── Record extracts ──

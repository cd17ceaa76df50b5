// SPDX-License-Identifier: BUSL-1.1
// Copyright (c) 2026 Alfred Jean LLC

use std::fmt;

use serde::{Deserialize, Serialize};

/// Stable, user-visible error codes for the user-flow state machine (spec §7).
#[derive(Debug, Clone, Copy, PartialEq, Eq, Serialize, Deserialize)]
pub enum KioskError {
    NoAvailableLockers,
    AssignmentFailed,
    OpeningFailed,
    OwnershipValidationFailed,
    SystemError,
    LockerListError,
}

impl KioskError {
    pub fn as_str(&self) -> &'static str {
        match self {
            Self::NoAvailableLockers => "NO_AVAILABLE_LOCKERS",
            Self::AssignmentFailed => "ASSIGNMENT_FAILED",
            Self::OpeningFailed => "OPENING_FAILED",
            Self::OwnershipValidationFailed => "OWNERSHIP_VALIDATION_FAILED",
            Self::SystemError => "SYSTEM_ERROR",
            Self::LockerListError => "LOCKER_LIST_ERROR",
        }
    }

    /// A localized (English-default) human message; the panel/kiosk UI owns
    /// actual localization, this is the fallback baked into the code.
    pub fn human_message(&self) -> &'static str {
        match self {
            Self::NoAvailableLockers => "No lockers are available right now.",
            Self::AssignmentFailed => "That locker was just taken. Please choose another.",
            Self::OpeningFailed => "The locker door did not open. Please call staff.",
            Self::OwnershipValidationFailed => "We could not verify your locker. Please call staff.",
            Self::SystemError => "Something went wrong. Please try again.",
            Self::LockerListError => "We could not load available lockers. Please try again.",
        }
    }

    pub fn to_outcome(&self) -> UserOutcome {
        UserOutcome { code: self.as_str().to_owned(), message: self.human_message().to_owned() }
    }
}

impl fmt::Display for KioskError {
    fn fmt(&self, f: &mut fmt::Formatter<'_>) -> fmt::Result {
        f.write_str(self.as_str())
    }
}

/// The stable-code + human-message pair every user-flow outcome carries on
/// failure (spec §7 "every UI outcome includes a human message ... and a
/// stable error code").
#[derive(Debug, Clone, Serialize, Deserialize)]
pub struct UserOutcome {
    pub code: String,
    pub message: String,
}

/// Transport-level error talking to the gateway (spec §7 "transient I/O").
#[derive(Debug, thiserror::Error)]
pub enum GatewayClientError {
    #[error("gateway request failed: {0}")]
    Request(#[from] reqwest::Error),
    #[error("gateway returned {status}: {body}")]
    Status { status: u16, body: String },
}

/// Modbus controller failure kinds (spec §4.1, §4.10).
#[derive(Debug, Clone, Copy, PartialEq, Eq, thiserror::Error)]
pub enum ModbusError {
    #[error("frame transmission timed out")]
    Timeout,
    #[error("CRC mismatch on response frame")]
    CrcMismatch,
    #[error("no response from slave")]
    NoResponse,
    #[error("serial port is not open")]
    PortClosed,
    #[error("command queue is full")]
    QueueFull,
}

#[cfg(test)]
#[path = "error_tests.rs"]
mod tests;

───

In the data above, which lines have "UserOutcome"? Report each of them.

- Exercise response:
    pub fn to_outcome(&self) -> UserOutcome {
        UserOutcome { code: self.as_str().to_owned(), message: self.human_message().to_owned() }
pub struct UserOutcome {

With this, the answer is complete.